Detecção de genes e expressão enzimática em cultivares de arroz (Oryza sativa L.) crescidas sob estresse salino

Visualizar/ Abrir
Data
2008-07-18Autor
Lima, Maria da Graça de Souza
Metadata
Mostrar registro completoResumo
No Rio Grande do Sul, o principal sistema de irrigação da cultura do arroz é por
inundação, podendo conduzir à salinização os solos com drenagem inadequada,
especialmente as lavouras da região litorânea que utilizam a água da Laguna dos
Patos, que está sujeita à salinização pela entrada do mar quando é baixo o nível
da referida Laguna, tornando-se uma das maiores limitações ambientais na
produção de arroz. Esta pesquisa teve como objetivos analisar a expressão
enzimática de cultivares de Oryza sativa L. ssp. indica S. Kato e Oryza sativa L.

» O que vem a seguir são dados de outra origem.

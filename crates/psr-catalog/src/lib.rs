#![forbid(unsafe_code)]

//! Pulsar catalog collaborator: keyed field lookup and derived accessors.
//!
//! The folding core treats the catalog as an external key-value
//! collaborator: given a pulsar name, it returns a record mapping psrcat
//! field mnemonics (`PSRJ`, `RAJ`, `P0`, `F0`, ...) to their text values,
//! with an explicit "not present" for missing fields. Derived accessors
//! tolerate multiple equivalent source fields, e.g. deriving the spin
//! period from the rotation frequency when no direct period is recorded.
//!
//! How the records get populated is out of scope here; catalogs are built
//! in memory from whatever ingest the caller uses.

use std::collections::BTreeMap;

use psr_runtime::RuntimeMode;
use thiserror::Error;

pub type CatalogResult<T> = Result<T, CatalogError>;

#[derive(Debug, Error, Clone, PartialEq)]
pub enum CatalogError {
    #[error("field {key} has malformed value {value:?}")]
    MalformedField { key: &'static str, value: String },
    #[error("field {key} parsed non-finite, rejected by policy")]
    NonFiniteField { key: &'static str },
    #[error("field {key} required by this accessor is missing")]
    MissingField { key: &'static str },
}

/// One pulsar's catalog entry: an ordered field-name to text-value map.
#[derive(Debug, Clone, Default, PartialEq, Eq)]
pub struct PulsarRecord {
    fields: BTreeMap<String, String>,
}

impl PulsarRecord {
    #[must_use]
    pub fn new() -> Self {
        Self::default()
    }

    #[must_use]
    pub fn with_field(mut self, key: impl Into<String>, value: impl Into<String>) -> Self {
        self.fields.insert(key.into(), value.into());
        self
    }

    /// Value for `key`, or an explicit `None` when the field is absent.
    #[must_use]
    pub fn get(&self, key: &str) -> Option<&str> {
        self.fields.get(key).map(String::as_str)
    }

    /// Field mnemonics present in this record, in sorted order.
    pub fn keys(&self) -> impl Iterator<Item = &str> {
        self.fields.keys().map(String::as_str)
    }
}

/// The keyed-lookup contract the search core depends on.
pub trait CatalogSource {
    /// Record for a pulsar name (J2000 or an aliased B1950 form), or
    /// `None` when the catalog does not know the name.
    fn lookup(&self, name: &str) -> Option<&PulsarRecord>;
}

/// Catalog held entirely in memory, with a B1950-to-J2000 alias table.
#[derive(Debug, Clone, Default)]
pub struct InMemoryCatalog {
    records: BTreeMap<String, PulsarRecord>,
    aliases: BTreeMap<String, String>,
}

impl InMemoryCatalog {
    #[must_use]
    pub fn new() -> Self {
        Self::default()
    }

    pub fn insert(&mut self, jname: impl Into<String>, record: PulsarRecord) {
        self.records.insert(jname.into(), record);
    }

    pub fn add_alias(&mut self, bname: impl Into<String>, jname: impl Into<String>) {
        self.aliases.insert(bname.into(), jname.into());
    }

    /// Canonical J2000 name behind an alias, if one is registered.
    #[must_use]
    pub fn resolve_alias(&self, name: &str) -> Option<&str> {
        self.aliases.get(name).map(String::as_str)
    }

    #[must_use]
    pub fn len(&self) -> usize {
        self.records.len()
    }

    #[must_use]
    pub fn is_empty(&self) -> bool {
        self.records.is_empty()
    }

    /// Catalog names in sorted order.
    pub fn names(&self) -> impl Iterator<Item = &str> {
        self.records.keys().map(String::as_str)
    }
}

impl CatalogSource for InMemoryCatalog {
    fn lookup(&self, name: &str) -> Option<&PulsarRecord> {
        if let Some(record) = self.records.get(name) {
            return Some(record);
        }
        self.resolve_alias(name)
            .and_then(|jname| self.records.get(jname))
    }
}

/// J2000 equatorial position.
#[derive(Debug, Clone, Copy, PartialEq)]
pub struct Equatorial {
    pub ra_hours: f64,
    pub dec_degrees: f64,
}

/// Spin period in milliseconds.
///
/// Prefers the direct `P0` field (seconds); falls back to `1000 / F0` when
/// only the rotation frequency is catalogued. `None` when neither field is
/// present.
pub fn period_ms(record: &PulsarRecord, mode: RuntimeMode) -> CatalogResult<Option<f64>> {
    if let Some(p0) = parse_field(record, "P0", mode)? {
        return Ok(Some(1000.0 * p0));
    }
    match parse_field(record, "F0", mode)? {
        Some(f0) => {
            if f0 == 0.0 {
                return Err(CatalogError::MalformedField {
                    key: "F0",
                    value: String::from("0"),
                });
            }
            Ok(Some(1000.0 / f0))
        }
        None => Ok(None),
    }
}

/// Time rate of change of the period, in s/s.
///
/// Prefers `P1`; otherwise derives `-F1 / F0²` from the frequency fields,
/// and falls back to `0.0` when the derivative is not catalogued at all.
pub fn period_change_rate(record: &PulsarRecord, mode: RuntimeMode) -> CatalogResult<f64> {
    if let Some(p1) = parse_field(record, "P1", mode)? {
        return Ok(p1);
    }
    match (
        parse_field(record, "F0", mode)?,
        parse_field(record, "F1", mode)?,
    ) {
        (Some(f0), Some(f1)) => {
            if f0 == 0.0 {
                return Err(CatalogError::MalformedField {
                    key: "F0",
                    value: String::from("0"),
                });
            }
            Ok(-f0.powi(-2) * f1)
        }
        _ => Ok(0.0),
    }
}

/// J2000 right ascension (hours) and declination (degrees).
///
/// Reads the sexagesimal `RAJ`/`DECJ` fields. Records carrying only
/// ecliptic or galactic coordinates yield `Ok(None)`; converting those
/// frames is out of scope.
pub fn equatorial(record: &PulsarRecord) -> CatalogResult<Option<Equatorial>> {
    let Some(raj) = record.get("RAJ") else {
        return Ok(None);
    };
    let Some(decj) = record.get("DECJ") else {
        return Err(CatalogError::MissingField { key: "DECJ" });
    };
    Ok(Some(Equatorial {
        ra_hours: parse_sexagesimal(raj, "RAJ")?,
        dec_degrees: parse_sexagesimal(decj, "DECJ")?,
    }))
}

fn parse_field(
    record: &PulsarRecord,
    key: &'static str,
    mode: RuntimeMode,
) -> CatalogResult<Option<f64>> {
    let Some(text) = record.get(key) else {
        return Ok(None);
    };
    let value: f64 = text
        .trim()
        .parse()
        .map_err(|_| CatalogError::MalformedField {
            key,
            value: text.to_string(),
        })?;
    if mode == RuntimeMode::Hardened && !value.is_finite() {
        return Err(CatalogError::NonFiniteField { key });
    }
    Ok(Some(value))
}

/// Parse `hh:mm:ss.s` / `±dd:mm:ss.s` into a float, sign applied to the
/// whole value. Minutes and seconds components may be absent.
fn parse_sexagesimal(text: &str, key: &'static str) -> CatalogResult<f64> {
    let malformed = || CatalogError::MalformedField {
        key,
        value: text.to_string(),
    };

    let trimmed = text.trim();
    let (sign, rest) = match trimmed.strip_prefix('-') {
        Some(rest) => (-1.0, rest),
        None => (1.0, trimmed.strip_prefix('+').unwrap_or(trimmed)),
    };

    let mut value = 0.0;
    let mut scale = 1.0;
    let mut seen = 0usize;
    for part in rest.split(':') {
        if seen == 3 {
            return Err(malformed());
        }
        let component: f64 = part.parse().map_err(|_| malformed())?;
        if component < 0.0 || !component.is_finite() {
            return Err(malformed());
        }
        value += component / scale;
        scale *= 60.0;
        seen += 1;
    }
    if seen == 0 {
        return Err(malformed());
    }
    Ok(sign * value)
}

/// Description of a psrcat field mnemonic.
#[must_use]
pub fn field_help(key: &str) -> Option<&'static str> {
    FIELD_HELP
        .binary_search_by_key(&key, |&(k, _)| k)
        .ok()
        .map(|idx| FIELD_HELP[idx].1)
}

/// Sorted by key for binary search.
const FIELD_HELP: &[(&str, &str)] = &[
    ("A1", "Projected semi-major axis of orbit (lt s)"),
    ("ASSOC", "Names of other objects associated with the pulsar"),
    ("BINARY", "Binary model"),
    ("DECJ", "J2000 declination"),
    ("DIST_DM", "Distance based on the electron density model (kpc)"),
    ("DM", "Dispersion measure (cm^-3 pc)"),
    ("DM1", "First time derivative of dispersion measure (cm^-3 pc yr^-1)"),
    ("ECC", "Eccentricity"),
    ("ELAT", "Ecliptic latitude (degrees)"),
    ("ELONG", "Ecliptic longitude (degrees)"),
    ("F0", "Barycentric rotation frequency (Hz)"),
    ("F1", "Time derivative of barycentric rotation frequency (s^-2)"),
    ("F2", "Second derivative of barycentric rotation frequency (s^-3)"),
    ("OM", "Longitude of periastron (degrees)"),
    ("P0", "Barycentric period of the pulsar (s)"),
    ("P1", "Time derivative of barycentric period (dimensionless)"),
    ("PB", "Binary period of pulsar (days)"),
    ("PEPOCH", "Epoch of period or frequency (MJD)"),
    ("PMA", "Proper motion in right ascension (mas/yr)"),
    ("PMDEC", "Proper motion in declination (mas/yr)"),
    ("POSEPOCH", "Epoch at which the position is measured (MJD)"),
    ("PSRB", "B1950 name"),
    ("PSRJ", "J2000 name"),
    ("RAJ", "J2000 right ascension"),
    ("S1400", "Mean flux density at 1400 MHz (mJy)"),
    ("S400", "Mean flux density at 400 MHz (mJy)"),
    ("S600", "Mean flux density at 600 MHz (mJy)"),
    ("SPINDX", "Measured spectral index"),
    ("SURVEY", "Surveys that detected the pulsar, discovery survey first"),
    ("T0", "Epoch of periastron (MJD)"),
    ("TASC", "Epoch of ascending node (MJD)"),
    ("W10", "Width of pulse at 10% of peak (ms), indicative only"),
    ("W50", "Width of pulse at 50% of peak (ms), indicative only"),
];

#[cfg(test)]
mod tests {
    use psr_runtime::RuntimeMode;

    use super::{
        CatalogError, CatalogSource, InMemoryCatalog, PulsarRecord, equatorial, field_help,
        period_change_rate, period_ms,
    };

    fn crab_record() -> PulsarRecord {
        PulsarRecord::new()
            .with_field("PSRJ", "J0534+2200")
            .with_field("PSRB", "B0531+21")
            .with_field("RAJ", "05:34:31.973")
            .with_field("DECJ", "+22:00:52.06")
            .with_field("P0", "0.0333924123")
            .with_field("P1", "4.204e-13")
            .with_field("DM", "56.791")
            .with_field("S1400", "14")
    }

    fn crab_catalog() -> InMemoryCatalog {
        let mut catalog = InMemoryCatalog::new();
        catalog.insert("J0534+2200", crab_record());
        catalog.add_alias("B0531+21", "J0534+2200");
        catalog
    }

    #[test]
    fn lookup_resolves_jname_and_bname_alias() {
        let catalog = crab_catalog();
        let direct = catalog.lookup("J0534+2200").expect("known pulsar");
        let aliased = catalog.lookup("B0531+21").expect("known alias");
        assert_eq!(direct, aliased);
        assert!(catalog.lookup("J0000+0000").is_none());
    }

    #[test]
    fn get_reports_missing_fields_explicitly() {
        let record = crab_record();
        assert_eq!(record.get("DM"), Some("56.791"));
        assert_eq!(record.get("ELONG"), None);
    }

    #[test]
    fn period_ms_prefers_direct_period_field() {
        let ms = period_ms(&crab_record(), RuntimeMode::Strict)
            .expect("well-formed record")
            .expect("P0 present");
        assert!((ms - 33.3924123).abs() < 1e-9);
    }

    #[test]
    fn period_ms_falls_back_to_rotation_frequency() {
        let record = PulsarRecord::new().with_field("F0", "29.946923");
        let ms = period_ms(&record, RuntimeMode::Strict)
            .expect("well-formed record")
            .expect("F0 present");
        assert!((ms - 1000.0 / 29.946923).abs() < 1e-9);
    }

    #[test]
    fn period_ms_is_none_without_either_field() {
        let record = PulsarRecord::new().with_field("DM", "56.791");
        assert_eq!(period_ms(&record, RuntimeMode::Strict), Ok(None));
    }

    #[test]
    fn period_ms_rejects_malformed_period() {
        let record = PulsarRecord::new().with_field("P0", "not-a-number");
        let err = period_ms(&record, RuntimeMode::Strict).expect_err("malformed P0");
        assert_eq!(
            err,
            CatalogError::MalformedField {
                key: "P0",
                value: String::from("not-a-number"),
            }
        );
    }

    #[test]
    fn period_change_rate_derives_from_frequency_fields() {
        let record = PulsarRecord::new()
            .with_field("F0", "29.946923")
            .with_field("F1", "-3.77535e-10");
        let rate = period_change_rate(&record, RuntimeMode::Strict).expect("well-formed record");
        let expected = 3.77535e-10 / (29.946923f64 * 29.946923);
        assert!((rate - expected).abs() < 1e-18);
    }

    #[test]
    fn period_change_rate_defaults_to_zero_without_derivative() {
        let record = PulsarRecord::new().with_field("F0", "29.946923");
        assert_eq!(period_change_rate(&record, RuntimeMode::Strict), Ok(0.0));
    }

    #[test]
    fn equatorial_parses_sexagesimal_position() {
        let pos = equatorial(&crab_record())
            .expect("well-formed record")
            .expect("position present");
        let expected_ra = 5.0 + 34.0 / 60.0 + 31.973 / 3600.0;
        let expected_dec = 22.0 + 0.0 / 60.0 + 52.06 / 3600.0;
        assert!((pos.ra_hours - expected_ra).abs() < 1e-9);
        assert!((pos.dec_degrees - expected_dec).abs() < 1e-9);
    }

    #[test]
    fn equatorial_applies_declination_sign_to_whole_value() {
        let record = PulsarRecord::new()
            .with_field("RAJ", "12:00:00")
            .with_field("DECJ", "-08:30:00");
        let pos = equatorial(&record)
            .expect("well-formed record")
            .expect("position present");
        assert!((pos.dec_degrees + 8.5).abs() < 1e-12);
    }

    #[test]
    fn equatorial_without_position_fields_is_none() {
        let record = PulsarRecord::new().with_field("P0", "0.5");
        assert_eq!(equatorial(&record), Ok(None));
    }

    #[test]
    fn equatorial_rejects_orphaned_right_ascension() {
        let record = PulsarRecord::new().with_field("RAJ", "12:00:00");
        assert_eq!(
            equatorial(&record).expect_err("DECJ missing"),
            CatalogError::MissingField { key: "DECJ" }
        );
    }

    #[test]
    fn hardened_mode_rejects_non_finite_parse() {
        let record = PulsarRecord::new().with_field("P0", "1e999");
        assert_eq!(
            period_ms(&record, RuntimeMode::Hardened).expect_err("inf under hardened"),
            CatalogError::NonFiniteField { key: "P0" }
        );
        assert!(
            period_ms(&record, RuntimeMode::Strict)
                .expect("strict lets it through")
                .expect("value present")
                .is_infinite()
        );
    }

    #[test]
    fn field_help_describes_known_mnemonics() {
        assert_eq!(field_help("P0"), Some("Barycentric period of the pulsar (s)"));
        assert_eq!(field_help("DM"), Some("Dispersion measure (cm^-3 pc)"));
        assert_eq!(field_help("NOPE"), None);
    }
}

ssp. japonica S. Kato, crescidas em diferentes níveis de salinidade e detectar
genes envolvidos com a tolerância à salinidade, com base na hipótese de que as
cultivares da Segunda subespécie apresentam maior tolerância à salinidade. No
experimento foram utilizadas as cultivares BRS Bojuru, IAS 12-9 Formosa e
Goyakuman pertencentes à O. sativa ssp. japonica e as cultivares de O. sativa
ssp. indica BRS-7 Taim, BRS Querência e BRS Atalanta. As plântulas de arroz
com 10 dias após a emergência (DAE) foram transferidas para casa de vegetação
com temperatura e umidade controlada e crescidas em bacias de 15 L, contendo
solução nutritiva de Hoagland meia força acrescida de 0, 25, 50, 75 e 100 mM de
NaCl. As plântulas foram coletadas aos 14, 28, 42 e 56 dias após a transferência
(DAT) e imediatamente armazenadas em ultrafreezer à -70 °C para posterior anáxiv
-lises. Os tecidos vegetais foram macerados e colocados em tubos eppendorf
com solução extratora de Scandálios. A eletroforese foi realizada em géis de
poliacrilamida 7% colocados em cubas eletroforéticas verticais. As bandas
foram reveladas para os sistemas enzimáticos superóxido dismutase,
peroxidase, catalase, esterase, glutamato desidrogenase, álcool
desidrogenase, fosfoglucose isomerase, malato desidrogenase, enzima málica,
alfa amilase e glucose-6-fosfato desidrogenase. Por intermédio de pesquisa in
silico, realizada junto ao National Center for Biotechnology Information foram
identificados os genes AY785147 SOS e AF319481 - CK1, envolvidos na
tolerância a salinidade. A detecção dos genes consistiu da extração de DNA
genômico segundo o método CTAB 2%, seguido de reações de PCR
realizadas em termociclador mediante a utilização dos primers desenhados
também in silico. Os produtos da amplificação foram detectados por
eletroforese em gel de agarose 1,5%. A visualização do DNA corado com
brometo de etídio foi feita sobre iluminação ultravioleta e as imagens
digitalizadas. A expressão das enzimas envolvidas nos mecanismos de
tolerância ao estresse salino é maior em O. sativa ssp. japonica. Fragmento do
gene SOS1 foi encontrado em todas cultivares, com exceção da BRS Atalanta
e o gene CK1 está presente em todas as cultivares avaliadas. Conclui-se que
os sistemas enzimáticos são mais expressos nas cultivares de O. sativa ssp.
japonica, nas folhas e aos 14 DAT, apresentando bandas mais intensas
conforme o aumento da salinidade. A expressão das enzimas envolvidas nos
mecanismos de tolerância ao estresse salino é maior em O. sativa ssp.
japonica e os genes estudados estão presentes nas duas subespécies.